The doctor drew a breath and puffed out his cheeks.
“It’s possible but it would be difficult, yes. Heart transplants, for example, are a five-hour procedure with a team of six. A person doing this alone in a chop shop, as they’re commonly called, could get by with a heart and lung machine, a monitoring system, a defibrillator and a hell of a lot of drugs. It would be risky. Things would be made easier for the survivable transplants by the fact that only one of the patients has to survive. Like I said, I think the man you’re looking for probably tried and failed a number of times before he got the technique right.”
“So it’s possible we’ve got recipients as well as donors in our body pile,” I told Eden. She looked downtrodden.
“What kind of drugs are we searching for here?”

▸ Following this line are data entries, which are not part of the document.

use anyhow::Result;
use ask_cli::api_client::AnswerClient;
use ask_cli::config::config::{Config, ENDPOINT_ENV_VAR};
use ask_cli::utils::app_paths::AppPaths;
use ask_cli::utils::logging;
use crossterm::style::Stylize;

fn print_help() {
    println!("{}", "ask-cli - Web Intelligence Agent client".blue().bold());
    println!();
    println!("{}", "Usage:".yellow());
    println!("  ask-cli [OPTIONS]");
    println!();
    println!("{}", "Options:".yellow());
    println!("  {} - Answer service endpoint", "--url <URL>".green());
    println!(
        "  {} - Write a config file with defaults",
        "--generate-config".green()
    );
    println!("  {}           - Show this help", "--help".green());
    println!();
    println!("{}", "Environment:".yellow());
    println!(
        "  {} - Endpoint override (below --url)",
        ENDPOINT_ENV_VAR.green()
    );
    println!("  {}    - Log filter, e.g. debug", "RUST_LOG".green());
    println!();
    println!("{}", "Keys:".yellow());
    println!("  {}     - Submit the question", "Enter".green());
    println!("  {} - Scroll the summary", "Up/Down/PgUp/PgDn".green());
    println!("  {} - Summary top/bottom", "Ctrl+Home/Ctrl+End".green());
    println!("  {}        - Toggle the log view", "F5".green());
    println!("  {}  - Exit", "Esc/Ctrl+C".green());
    println!();
}

fn generate_config() -> Result<()> {
    let path = AppPaths::config_file()?;
    Config::write_default(&path)?;
    println!("Configuration file created at: {}", path.display());
    println!("Edit this file to point ask-cli at your answer service.");
    Ok(())
}

fn main() -> Result<()> {
    let args: Vec<String> = std::env::args().collect();

    if args.iter().any(|arg| arg == "--help" || arg == "-h") {
        print_help();
        return Ok(());
    }

    if args.iter().any(|arg| arg == "--generate-config") {
        return generate_config();
    }

    let log = logging::init_logging(AppPaths::log_dir().ok().as_deref())?;
    if let Some(path) = log.log_path() {
        eprintln!("📝 Logs will be written to: {}", path.display());
    }

    let config = match Config::load() {
        Ok(config) => config,
        Err(e) => {
            eprintln!("Error loading config, using defaults: {}", e);
            tracing::warn!(target: "config", "Falling back to defaults: {}", e);
            Config::default()
        }
    };

    let url_flag = args
        .iter()
        .position(|arg| arg == "--url")
        .and_then(|pos| args.get(pos + 1))
        .map(String::as_str);
    let endpoint = config.resolve_endpoint(url_flag, std::env::var(ENDPOINT_ENV_VAR).ok());

    let client = AnswerClient::new(&endpoint, config.api.request_timeout())?;

    // Requests run on the runtime while the UI loop stays on this thread
    let runtime = tokio::runtime::Runtime::new()?;
    let _guard = runtime.enter();

    ask_cli::ui::run_ask_tui(client, &config, Some(log.buffer()))
}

“Anticoagulants, antiseptics, sedatives, anesthetics. Adrenaline. The real money shots would be the anti-rejection drugs. Various immunosuppressants. They’re not easy to get, even on the black market. A patient’s critical stage is just after the transplant operation, when the body fights the foreign organ because of the unfamiliar DNA. The anti-rejection drugs stop this process. Organ transplant recipients need to be on a program of anti-rejection medication for the rest of their lives.”
“We’ll need a list of the most common anti-rejection drugs and their manufacturers.”
“I’ll have my secretary print you one out.”
“Can you speculate about the sort of prices a recipient would be looking at?”
Again, Rassi shrugged.
“He could charge whatever he liked. Transplant tourism is rampant in China, encouraged by their lax medical consent laws and Mao’s barefoot doctor program. There are places in provincial China where you can get a kidney for ten grand Australian, but you run the risk of unskilled surgeons, money scams and disease. A well-organized, confident and discreet surgeon, operating out of your home country, with a record of success—forged or legitimate—could charge upwards of eighty grand.”
“Jesus,” I said.
“How do you put a price on life, Detective?” Rassi eyed me curiously. “If you had the money, would you play your hand on the waiting list?”
I didn’t answer.
We spoke for an hour or so, going back over the process of transplantation, the necessary materials and skills. It seemed to me, as I sat quietly calculating in my leather armchair, that the killer had outlaid a million or more on his setup costs alone. The profits of the business were mild in comparison, but unlimited. Rassi provided documented cases of transplant tourism operating in China, the Philippines and Pakistan. There was no reason, he concluded, that our killer could not be going global with his business. There was no reason why he wasn’t conducting a transplant operation every couple of weeks.